IV. A Morte. (A Espera)

Estou com medo. Sim, medo! Lembrar das coisas me causa medo... Mas dessa vez eu não vou fugir... Quando se está só as lembranças sempre vêm. Prefiro lembranças a sonhos... O que são sonhos? Ora, sonhos são o que causa dor. Lembranças me causam dor, mas os sonhos ainda mais. Passei minha vida inteira sonhando... Ainda escreverei sobre meus sonhos. Mas não agora.

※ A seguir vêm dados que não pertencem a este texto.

//! On-disk settings: scalar preferences plus the recent-files list.

use anyhow::{Context, Result};
use pdf_pages::Preferences;
use serde::{Deserialize, Serialize};
use std::path::{Path, PathBuf};

const MAX_RECENT_FILES: usize = 10;

#[derive(Debug, Clone, Default, Serialize, Deserialize)]
#[serde(default)]
pub struct StoredSettings {
    pub prefs: Preferences,
    pub recent_files: Vec<PathBuf>,
}

impl StoredSettings {
    /// Record a freshly opened file at the front of the recent list.
    pub fn remember_recent(&mut self, path: &Path) {
        self.recent_files.retain(|p| p != path);
        self.recent_files.insert(0, path.to_path_buf());
        self.recent_files.truncate(MAX_RECENT_FILES);
    }
}

pub fn settings_path() -> Option<PathBuf> {
    dirs::config_dir().map(|dir| dir.join("pdf-pagetool").join("settings.json"))
}

/// Load settings, falling back to defaults when the file is missing or
/// malformed. A broken file never blocks startup.
pub fn load() -> StoredSettings {
    let Some(path) = settings_path() else {
        return StoredSettings::default();
    };
    match std::fs::read_to_string(&path) {
        Ok(contents) => serde_json::from_str(&contents).unwrap_or_else(|e| {
            log::warn!("ignoring malformed settings at {}: {e}", path.display());
            StoredSettings::default()
        }),
        Err(_) => StoredSettings::default(),
    }
}

pub fn save(settings: &StoredSettings) -> Result<()> {
    let path = settings_path().context("no config directory on this platform")?;
    if let Some(parent) = path.parent() {
        std::fs::create_dir_all(parent)?;
    }
    let contents = serde_json::to_string_pretty(settings)?;
    std::fs::write(&path, contents)?;
    Ok(())
}
use eframe::egui;
use pdf_pages::PageRef;

/// Fixed-footprint page cell: the rendered artifact when available, a
/// placeholder otherwise, with the page number underneath. Senses both
/// clicks and drags so callers can wire either gesture.
pub fn page_cell(
    ui: &mut egui::Ui,
    page: &PageRef,
    texture: Option<&egui::TextureHandle>,
    cell: f32,
) -> egui::Response {
    let size = egui::vec2(cell, cell * 1.35 + 18.0);
    let (rect, response) = ui.allocate_exact_size(size, egui::Sense::click_and_drag());

    if ui.is_rect_visible(rect) {
        let painter = ui.painter();
        let image_rect =
            egui::Rect::from_min_max(rect.min, egui::pos2(rect.max.x, rect.max.y - 18.0));
        painter.rect_filled(
            image_rect,
            egui::CornerRadius::same(2),
            ui.visuals().extreme_bg_color,
        );
        painter.rect_stroke(
            image_rect,
            egui::CornerRadius::same(2),
            ui.visuals().widgets.inactive.bg_stroke,
            egui::StrokeKind::Inside,
        );

        if let Some(texture) = texture {
            let tex_size = texture.size_vec2();
            let scale = (image_rect.width() / tex_size.x)
                .min(image_rect.height() / tex_size.y)
                .min(1.0);
            let draw_rect = egui::Rect::from_center_size(image_rect.center(), tex_size * scale);
            painter.image(
                texture.id(),
                draw_rect,
                egui::Rect::from_min_max(egui::Pos2::ZERO, egui::pos2(1.0, 1.0)),
                egui::Color32::WHITE,
            );
        } else {
            painter.text(
                image_rect.center(),
                egui::Align2::CENTER_CENTER,
                "⏳",
                egui::FontId::proportional(20.0),
                ui.visuals().weak_text_color(),
            );
        }

        painter.text(
            egui::pos2(rect.center().x, rect.max.y - 9.0),
            egui::Align2::CENTER_CENTER,
            format!("p{}", page.id.page_index + 1),
            egui::FontId::proportional(12.0),
            ui.visuals().text_color(),
        );

        if response.hovered() {
            ui.painter().rect_stroke(
                rect,
                egui::CornerRadius::same(2),
                ui.visuals().widgets.hovered.bg_stroke,
                egui::StrokeKind::Outside,
            );
        }
    }

    response.on_hover_cursor(egui::CursorIcon::Grab)
}
use pdf_pages::{ChangeKind, PageCollection, PageRef, PageToolError, Role, Rotation};
use std::sync::{Arc, Mutex};

fn page(source: &str, index: usize) -> PageRef {
    PageRef::new(source, index)
}

fn change_log(collection: &mut PageCollection) -> Arc<Mutex<Vec<String>>> {
    let log = Arc::new(Mutex::new(Vec::new()));
    let sink = log.clone();
    collection.subscribe(move |_, kind| {
        let tag = match kind {
            ChangeKind::Added(_) => "added",
            ChangeKind::Removed(_) => "removed",
            ChangeKind::Reordered { .. } => "reordered",
            ChangeKind::Rotated(_) => "rotated",
            ChangeKind::Cleared => "cleared",
        };
        sink.lock().unwrap().push(tag.to_string());
    });
    log
}

#[test]
fn test_roles() {
    assert_eq!(PageCollection::new_input().role(), Role::Input);
    assert_eq!(PageCollection::new_output().role(), Role::Output);
}

#[test]
fn test_from_source_builds_natural_order() {
    let collection = PageCollection::from_source("doc.pdf", 4);
    assert_eq!(collection.len(), 4);
    for (i, p) in collection.pages().iter().enumerate() {
        assert_eq!(p.id.page_index, i);
        assert_eq!(p.rotation, Rotation::None);
    }
}

#[test]
fn test_duplicate_append_rejected() {
    let mut output = PageCollection::new_output();
    output.append(page("a.pdf", 0)).unwrap();

    let result = output.append(page("a.pdf", 0));
    assert!(matches!(result, Err(PageToolError::DuplicateInsert(_))));
    assert_eq!(output.len(), 1);
    assert_eq!(output.pages()[0].id.page_index, 0);
}

#[test]
fn test_duplicate_insert_rejected_regardless_of_rotation() {
    let mut output = PageCollection::new_output();
    output.append(page("a.pdf", 1)).unwrap();

    let rotated = page("a.pdf", 1).with_rotation(Rotation::Clockwise90);
    assert!(output.insert(0, rotated).is_err());
    assert_eq!(output.len(), 1);
}

#[test]
fn test_remove_by_identity() {
    let mut output = PageCollection::new_output();
    output.append(page("a.pdf", 0)).unwrap();
    output.append(page("a.pdf", 1)).unwrap();

    let removed = output.remove(&page("a.pdf", 0).id).unwrap();
    assert_eq!(removed.id.page_index, 0);
    assert_eq!(output.len(), 1);

    let missing = output.remove(&page("a.pdf", 7).id);
    assert!(matches!(missing, Err(PageToolError::NotFound(_))));
}

#[test]
fn test_move_inverse_law() {
    let mut output = PageCollection::new_output();
    for i in 0..5 {
        output.append(page("a.pdf", i)).unwrap();
    }
    let before: Vec<usize> = output.pages().iter().map(|p| p.id.page_index).collect();

    output.move_page(1, 3).unwrap();
    output.move_page(3, 1).unwrap();

    let after: Vec<usize> = output.pages().iter().map(|p| p.id.page_index).collect();
    assert_eq!(before, after);
}

#[test]
fn test_move_to_same_index_emits_nothing() {
    let mut output = PageCollection::new_output();
    output.append(page("a.pdf", 0)).unwrap();
    output.append(page("a.pdf", 1)).unwrap();

    let log = change_log(&mut output);
    output.move_page(1, 1).unwrap();
    assert!(log.lock().unwrap().is_empty());
}

#[test]
fn test_move_out_of_range() {
    let mut output = PageCollection::new_output();
    output.append(page("a.pdf", 0)).unwrap();
    assert!(matches!(
        output.move_page(3, 0),
        Err(PageToolError::IndexOutOfRange(3))
    ));
}

#[test]
fn test_rotate_four_quarter_turns_restores_zero() {
    let mut output = PageCollection::new_output();
    output.append(page("a.pdf", 0)).unwrap();

    let id = page("a.pdf", 0).id;
    for _ in 0..4 {
        output.rotate(&id, 90).unwrap();
    }
    assert_eq!(output.pages()[0].rotation, Rotation::None);
}

#[test]
fn test_rotate_rejected_on_input_role() {
    let mut input = PageCollection::from_source("a.pdf", 2);
    let id = input.pages()[0].id.clone();
    assert!(matches!(
        input.rotate(&id, 90),
        Err(PageToolError::InvalidRole(_))
    ));
}

#[test]
fn test_notifications_carry_change_kinds() {
    let mut output = PageCollection::new_output();
    let log = change_log(&mut output);

    output.append(page("a.pdf", 0)).unwrap();
    output.append(page("a.pdf", 1)).unwrap();
    output.move_page(0, 1).unwrap();
    output.rotate(&page("a.pdf", 1).id, 90).unwrap();
    output.remove(&page("a.pdf", 0).id).unwrap();
    output.clear();

    assert_eq!(
        *log.lock().unwrap(),
        vec!["added", "added", "reordered", "rotated", "removed", "cleared"]
    );
}

#[test]
fn test_no_duplicates_after_mixed_operations() {
    let mut output = PageCollection::new_output();
    for i in 0..4 {
        output.append(page("a.pdf", i)).unwrap();
        output.append(page("b.pdf", i)).unwrap();
    }
    let _ = output.insert(2, page("a.pdf", 1));
    output.move_page(0, 5).unwrap();
    output.remove(&page("b.pdf", 2).id).unwrap();
    let _ = output.append(page("b.pdf", 0));
    output.move_page(4, 0).unwrap();

    let mut seen = std::collections::HashSet::new();
    for p in output.pages() {
        assert!(seen.insert(p.id.clone()), "duplicate identity: {}", p.id);
    }
}

#[test]
fn test_snapshot_is_detached() {
    let mut output = PageCollection::new_output();
    output.append(page("a.pdf", 0)).unwrap();
    let snapshot = output.snapshot();
    output.remove(&page("a.pdf", 0).id).unwrap();
    assert_eq!(snapshot.len(), 1);
    assert!(output.is_empty());
}
use std::path::PathBuf;

// Re-export types from library crates
pub use pdf_pages::{
    BatchJob, BatchOperation, BatchReport, BatchStatus, CancelFlag, PageId, PageRef, Preferences,
    Rotation,
};
pub use pdf_thumbnails::DEFAULT_BASE_DPI;

/// Commands sent from UI to worker
#[derive(Debug)]
pub enum PageToolCommand {
    LoadSource {
        path: PathBuf,
    },
    RenderThumbnail {
        page: PageRef,
        target: (u32, u32),
    },
    /// Drop cached artifacts for a logical page (after a rotation change).
    InvalidatePage {
        id: PageId,
    },
    ApplySettings {
        prefs: Preferences,
    },
    Merge {
        pages: Vec<PageRef>,
        output_path: PathBuf,
    },
    /// Run a batch job; the flag is shared with the UI so the job can be
    /// canceled without queueing behind it.
    RunBatch {
        job: BatchJob,
        cancel: CancelFlag,
    },
}

/// Updates sent from worker to UI
#[derive(Debug, Clone)]
pub enum PageToolUpdate {
    SourceLoaded {
        path: PathBuf,
        page_count: usize,
    },
    SourceFailed {
        path: PathBuf,
        message: String,
    },
    ThumbnailReady {
        page: PageRef,
        artifact: PathBuf,
    },
    ThumbnailFailed {
        page: PageRef,
        message: String,
    },
    /// Sent once when the rasterization capability is absent; thumbnail
    /// features degrade to placeholders for the session.
    ThumbnailsUnavailable {
        message: String,
    },
    Progress {
        operation: String,
        current: usize,
        total: usize,
    },
    MergeComplete {
        path: PathBuf,
        page_count: usize,
    },
    BatchFinished {
        report: BatchReport,
    },
    Error {
        message: String,
    },
}
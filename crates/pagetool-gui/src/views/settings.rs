use eframe::egui;
use pdf_pages::Preferences;

pub enum SettingsAction {
    Apply(Preferences),
}

pub fn show_settings(
    ctx: &egui::Context,
    open: &mut bool,
    draft: &mut Preferences,
    actions: &mut Vec<SettingsAction>,
) {
    let mut apply = false;
    egui::Window::new("Settings")
        .open(open)
        .resizable(false)
        .show(ctx, |ui| {
            egui::Grid::new("settings_grid")
                .num_columns(2)
                .spacing([12.0, 6.0])
                .show(ui, |ui| {
                    ui.label("Thumbnail size (px)");
                    ui.add(egui::Slider::new(&mut draft.thumbnail_size, 64..=512));
                    ui.end_row();

                    ui.label("Cache size (MB)");
                    ui.add(egui::Slider::new(&mut draft.cache_size_mb, 50..=1000));
                    ui.end_row();

                    ui.label("Batch threads");
                    ui.add(egui::Slider::new(&mut draft.thread_count, 1..=16));
                    ui.end_row();
                });
            ui.separator();
            ui.horizontal(|ui| {
                if ui.button("Apply").clicked() {
                    apply = true;
                }
                if ui.button("Defaults").clicked() {
                    *draft = Preferences::default();
                }
            });
        });
    if apply {
        actions.push(SettingsAction::Apply(*draft));
    }
}
use std::path::PathBuf;
use thiserror::Error;

#[derive(Error, Debug)]
pub enum PageToolError {
    #[error("source not readable: {path}: {source}")]
    SourceUnreadable {
        path: PathBuf,
        #[source]
        source: std::io::Error,
    },
    #[error("page {page_index} not found in {path} ({page_count} pages)")]
    PageNotFound {
        path: PathBuf,
        page_index: usize,
        page_count: usize,
    },
    #[error("page already present in output: {0}")]
    DuplicateInsert(PageId),
    #[error("page not in collection: {0}")]
    NotFound(PageId),
    #[error("operation not valid for {0} collections")]
    InvalidRole(&'static str),
    #[error("merge failed at {page}: {reason}")]
    MergeFailed { reason: String, page: PageId },
    #[error("no pages to merge")]
    NoPages,
    #[error("index {0} out of range")]
    IndexOutOfRange(usize),
    #[error("invalid page spec: {0}")]
    Spec(String),
    #[error("PDF error: {0}")]
    Pdf(#[from] lopdf::Error),
    #[error("IO error: {0}")]
    Io(#[from] std::io::Error),
    #[error("task join error: {0}")]
    TaskJoin(#[from] tokio::task::JoinError),
}

pub type Result<T> = std::result::Result<T, PageToolError>;

/// Clockwise page rotation, in quarter turns
#[derive(Debug, Clone, Copy, PartialEq, Eq, Hash, Default)]
pub enum Rotation {
    #[default]
    None,
    Clockwise90,
    Clockwise180,
    Clockwise270,
}

impl Rotation {
    pub fn degrees(self) -> i32 {
        match self {
            Rotation::None => 0,
            Rotation::Clockwise90 => 90,
            Rotation::Clockwise180 => 180,
            Rotation::Clockwise270 => 270,
        }
    }

    /// Normalize an angle in degrees to a rotation. Angles are taken
    /// modulo 360 and must land on a quarter turn.
    pub fn from_degrees(degrees: i32) -> Option<Self> {
        match degrees.rem_euclid(360) {
            0 => Some(Rotation::None),
            90 => Some(Rotation::Clockwise90),
            180 => Some(Rotation::Clockwise180),
            270 => Some(Rotation::Clockwise270),
            _ => None,
        }
    }

    /// Additive rotation: `delta` degrees clockwise on top of the current
    /// value, modulo 360. Negative deltas rotate counter-clockwise.
    pub fn rotated_by(self, delta: i32) -> Option<Self> {
        Self::from_degrees(self.degrees() + delta)
    }
}

/// Logical identity of one page within one source document.
///
/// Two `PageId`s compare equal iff they name the same source file and page
/// index; rotation is deliberately not part of identity.
#[derive(Debug, Clone, PartialEq, Eq, Hash)]
pub struct PageId {
    pub source: PathBuf,
    pub page_index: usize,
}

impl PageId {
    pub fn new(source: impl Into<PathBuf>, page_index: usize) -> Self {
        Self {
            source: source.into(),
            page_index,
        }
    }

    /// Stem of the source file name, used for deterministic artifact names.
    pub fn source_stem(&self) -> String {
        self.source
            .file_stem()
            .map(|s| s.to_string_lossy().into_owned())
            .unwrap_or_else(|| "source".to_string())
    }
}

impl std::fmt::Display for PageId {
    fn fmt(&self, f: &mut std::fmt::Formatter<'_>) -> std::fmt::Result {
        write!(
            f,
            "page {} of {}",
            self.page_index + 1,
            self.source
                .file_name()
                .map(|n| n.to_string_lossy().into_owned())
                .unwrap_or_else(|| self.source.display().to_string())
        )
    }
}

/// One logical page plus its current rotation state.
///
/// Equality is intentionally not derived: identity comparisons go through
/// [`PageId`], while rotation only matters for rendered artifacts.
#[derive(Debug, Clone)]
pub struct PageRef {
    pub id: PageId,
    pub rotation: Rotation,
}

impl PageRef {
    pub fn new(source: impl Into<PathBuf>, page_index: usize) -> Self {
        Self {
            id: PageId::new(source, page_index),
            rotation: Rotation::None,
        }
    }

    pub fn with_rotation(mut self, rotation: Rotation) -> Self {
        self.rotation = rotation;
        self
    }

    pub fn same_page(&self, other: &PageId) -> bool {
        self.id == *other
    }
}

Hoje é um dia especial para mim. Faço mais um ano de vida, mas não é especial por isso. É especial porque estou mais perto da morte. Abstrato falar da morte não é mesmo?! Não. Para mim não é. Como eu já disse, sempre vivi morrendo. A presença da morte em minha vida era... Não. Ela ainda é. Enfim...

Foi há anos atrás que descobri minha doença, aquela terminal que nunca termina... Falarei sobre ela mais tarde. Agora me deterei na minha reação, ação, inação.

Quando descobri foi...foi... Na verdade nem sei como foi, nem sei o que senti, nem sei o que pensei. Não pensei nada, não senti nada, não falei nada... Olhei para o nada, ou melhor, olhei para dentro de mim. Não foi difícil pra mim saber que morreria, afinal isso eu sempre soube. Mas pensar que eu podia morrer a qualquer hora... me aterrorizava.

Então passei a agarrar tudo o que eu tinha, passei a fazer tudo o que eu nunca tinha feito, passei a falar tudo para todos. Eu não sabia quando minhas palavras poderiam ser as últimas. Eu dormia com a morte e acordava com ela. Eu acordava...

Os anos foram passando e a presença dela não mais me abalava, eu a sentia imóvel. Mudei... Mas sempre esperando a ação dela... Parei de falar tudo a todos, parei de fazer o que eu não tinha feito ainda, parei de me prender. A morte não agia...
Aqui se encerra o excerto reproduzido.